In February 2022, Okular was awarded the Blue Angel environmental label award by the German government for sustainable software design.

== Okular for Windows ==
Okular is also available for Windows via the Microsoft Store As this version is often not the most recent version, the most current possibly unstable "test version" may be downloaded as an .exe from the project's website, older versions are not available for download

== Features ==
Okular's annotation features include commenting on PDF documents, highlighting and drawing lines, geometric shapes, adding textboxes, and stamps. Annotations are stored separately from the unmodified PDF file, or (since version 0.15 with Poppler 0.20) can be saved in the document as standard PDF annotations.

Alongside regular text selection, rectangular selections can be copied or saved as images by right-clicking and dragging. Other features include reading text aloud using the Qt Speech module part of Qt since Qt 5 (previously using the Jovie,), trimming of white page borders, printing documents with a printer or to a PDF file, shifting colors, and bookmarks.

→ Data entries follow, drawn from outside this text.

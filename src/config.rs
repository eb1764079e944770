/// External configuration loader.
///
/// Reads the first `config.toml` found in the executable's directory, the
/// current working directory, or `~/.local/share/rockfall`, in that order.
/// Falls back to sensible defaults if the file is missing or incomplete.
///
/// A relative `level_file` is looked up in those same directories. A relative
/// `log_file` is created relative to the current working directory, since it
/// usually does not exist yet.
///
/// Problems are collected in `warnings` rather than printed, so the binary
/// can report them once logging is up.

use serde::Deserialize;
use std::path::{Path, PathBuf};

// ── Public Config Struct ──

#[derive(Clone, Debug)]
pub struct GameConfig {
    pub speed: SpeedConfig,
    pub gamepad: GamepadConfig,
    /// Level to play instead of the built-in one. Relative paths are
    /// resolved against the config search directories.
    pub level_file: Option<PathBuf>,
    /// Log destination; stderr when unset. Relative to the working directory.
    pub log_file: Option<PathBuf>,
    pub warnings: Vec<String>,
}

#[derive(Clone, Debug)]
pub struct SpeedConfig {
    pub tick_rate_ms: u64,
}

#[derive(Clone, Debug)]
pub struct GamepadConfig {
    pub restart: Vec<String>,
    pub quit: Vec<String>,
}

// ── TOML Schema (with serde defaults) ──

#[derive(Deserialize, Debug, Default)]
struct TomlConfig {
    #[serde(default)]
    speed: TomlSpeed,
    #[serde(default)]
    gamepad: TomlGamepad,
    #[serde(default)]
    general: TomlGeneral,
}

#[derive(Deserialize, Debug)]
struct TomlSpeed {
    #[serde(default = "default_tick_rate")]
    tick_rate_ms: u64,
}

#[derive(Deserialize, Debug)]
struct TomlGamepad {
    #[serde(default = "default_restart")]
    restart: Vec<String>,
    #[serde(default = "default_quit")]
    quit: Vec<String>,
}

#[derive(Deserialize, Debug, Default)]
struct TomlGeneral {
    #[serde(default)]
    level_file: Option<String>,
    #[serde(default)]
    log_file: Option<String>,
}

// ── Defaults ──

fn default_tick_rate() -> u64 { 33 } // ~30 ticks per second
fn default_restart() -> Vec<String> { vec!["Start".into()] }
fn default_quit() -> Vec<String> { vec!["Select".into()] }

impl Default for TomlSpeed {
    fn default() -> Self {
        TomlSpeed { tick_rate_ms: default_tick_rate() }
    }
}

impl Default for TomlGamepad {
    fn default() -> Self {
        TomlGamepad { restart: default_restart(), quit: default_quit() }
    }
}

impl Default for GameConfig {
    fn default() -> Self {
        GameConfig::from_toml(TomlConfig::default(), &[])
    }
}

// ── Loading ──

impl GameConfig {
    /// Load config from `config.toml`.
    /// Search order: (1) exe directory, (2) current working directory,
    /// (3) ~/.local/share/rockfall.
    pub fn load() -> Self {
        let search_dirs = candidate_dirs();
        let mut warnings = Vec::new();
        let toml_cfg = load_toml(&search_dirs, &mut warnings);
        let mut cfg = GameConfig::from_toml(toml_cfg, &search_dirs);
        cfg.warnings.extend(warnings);
        cfg
    }

    /// Parse config text. Relative level paths stay relative.
    pub fn from_toml_str(text: &str) -> Result<Self, toml::de::Error> {
        let parsed: TomlConfig = toml::from_str(text)?;
        Ok(GameConfig::from_toml(parsed, &[]))
    }

    fn from_toml(toml_cfg: TomlConfig, search_dirs: &[PathBuf]) -> Self {
        let mut warnings = Vec::new();

        let mut tick_rate_ms = toml_cfg.speed.tick_rate_ms;
        if tick_rate_ms == 0 {
            warnings.push("speed.tick_rate_ms must be positive; using default".to_string());
            tick_rate_ms = default_tick_rate();
        }

        let level_file = toml_cfg.general.level_file
            .filter(|s| !s.is_empty())
            .map(|s| resolve_path(&s, search_dirs));
        let log_file = toml_cfg.general.log_file
            .filter(|s| !s.is_empty())
            .map(PathBuf::from);

        GameConfig {
            speed: SpeedConfig { tick_rate_ms },
            gamepad: GamepadConfig {
                restart: toml_cfg.gamepad.restart,
                quit: toml_cfg.gamepad.quit,
            },
            level_file,
            log_file,
            warnings,
        }
    }
}

/// Absolute paths as-is; relative ones resolved against the first search
/// directory that contains them.
fn resolve_path(path: &str, search_dirs: &[PathBuf]) -> PathBuf {
    let p = Path::new(path);
    if p.is_absolute() {
        return p.to_path_buf();
    }
    search_dirs.iter()
        .map(|d| d.join(p))
        .find(|candidate| candidate.exists())
        .unwrap_or_else(|| p.to_path_buf())
}

/// Candidate directories to search: exe dir + CWD + XDG data dir (deduplicated).
fn candidate_dirs() -> Vec<PathBuf> {
    let mut dirs = vec![];

    // 1. Directory of the running executable
    if let Ok(exe) = std::env::current_exe() {
        let resolved = exe.canonicalize().unwrap_or(exe);
        if let Some(parent) = resolved.parent() {
            dirs.push(parent.to_path_buf());
        }
    }

    // 2. Current working directory
    if let Ok(cwd) = std::env::current_dir() {
        if !dirs.iter().any(|d| d == &cwd) {
            dirs.push(cwd);
        }
    }

    // 3. XDG data home (~/.local/share/rockfall)
    if let Ok(home) = std::env::var("HOME") {
        let xdg = PathBuf::from(&home).join(".local/share/rockfall");
        if xdg.is_dir() && !dirs.iter().any(|d| d == &xdg) {
            dirs.push(xdg);
        }
    }

    if dirs.is_empty() {
        dirs.push(PathBuf::from("."));
    }

    dirs
}

/// Search for config.toml in candidate directories.
fn load_toml(search_dirs: &[PathBuf], warnings: &mut Vec<String>) -> TomlConfig {
    for dir in search_dirs {
        let path = dir.join("config.toml");
        if !path.exists() { continue; }
        match std::fs::read_to_string(&path) {
            Ok(text) => match toml::from_str::<TomlConfig>(&text) {
                Ok(cfg) => return cfg,
                Err(e) => {
                    warnings.push(format!("{}: parse error, using defaults: {e}", path.display()));
                    return TomlConfig::default();
                }
            },
            Err(e) => {
                warnings.push(format!("could not read {}: {e}", path.display()));
            }
        }
    }
    TomlConfig::default()
}

#[cfg(test)]
mod tests {
    use super::*;

    #[test]
    fn empty_file_gives_defaults() {
        let cfg = GameConfig::from_toml_str("").unwrap();
        assert_eq!(cfg.speed.tick_rate_ms, 33);
        assert_eq!(cfg.gamepad.restart, vec!["Start".to_string()]);
        assert_eq!(cfg.gamepad.quit, vec!["Select".to_string()]);
        assert!(cfg.level_file.is_none());
        assert!(cfg.log_file.is_none());
        assert!(cfg.warnings.is_empty());
    }

    #[test]
    fn partial_sections_keep_other_defaults() {
        let cfg = GameConfig::from_toml_str(
            "[speed]\ntick_rate_ms = 50\n[general]\nlevel_file = \"/tmp/cave.txt\"\n",
        ).unwrap();
        assert_eq!(cfg.speed.tick_rate_ms, 50);
        assert_eq!(cfg.level_file, Some(PathBuf::from("/tmp/cave.txt")));
        assert_eq!(cfg.gamepad.quit, vec!["Select".to_string()]);
    }

    #[test]
    fn zero_tick_rate_falls_back_with_warning() {
        let cfg = GameConfig::from_toml_str("[speed]\ntick_rate_ms = 0\n").unwrap();
        assert_eq!(cfg.speed.tick_rate_ms, 33);
        assert_eq!(cfg.warnings.len(), 1);
    }

    #[test]
    fn empty_paths_mean_unset() {
        let cfg = GameConfig::from_toml_str("[general]\nlevel_file = \"\"\nlog_file = \"\"\n").unwrap();
        assert!(cfg.level_file.is_none());
        assert!(cfg.log_file.is_none());
    }

    #[test]
    fn relative_paths_resolve_differently() {
        let dir = std::env::temp_dir().join("rockfall-config-test");
        std::fs::create_dir_all(&dir).unwrap();
        std::fs::write(dir.join("cave.txt"), "#P#\n").unwrap();

        let parsed: TomlConfig = toml::from_str(
            "[general]\nlevel_file = \"cave.txt\"\nlog_file = \"rockfall.log\"\n",
        ).unwrap();
        let cfg = GameConfig::from_toml(parsed, &[dir.clone()]);
        assert_eq!(cfg.level_file, Some(dir.join("cave.txt")));
        assert_eq!(cfg.log_file, Some(PathBuf::from("rockfall.log")));
    }

    #[test]
    fn bad_types_are_errors() {
        assert!(GameConfig::from_toml_str("[speed]\ntick_rate_ms = \"fast\"\n").is_err());
    }
}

=== Supported file formats ===
- Portable Document Format (PDF) with the Poppler backend
- PostScript with the libspectre backend
- Tag Image File Format (TIFF) with the libTIFF backend
- Microsoft Compiled HTML Help (CHM) with the libCHM backend
- DjVu with the DjVuLibre backend
- Device independent file format (DVI)
- Open XML Paper Specification (XPS)
- OpenDocument format (ODF) (only OpenDocument Text)
- FictionBook (*.fb2)
- ComicBook
- Plucker
- ePub
- Mobipocket
- Various image formats, such as JPG
- Markdown

The official version obeys the DRM restrictions of PDF files by default, which may prevent copying, printing, or converting some PDF files. However, this can be turned off in the options under "Obey DRM limitations".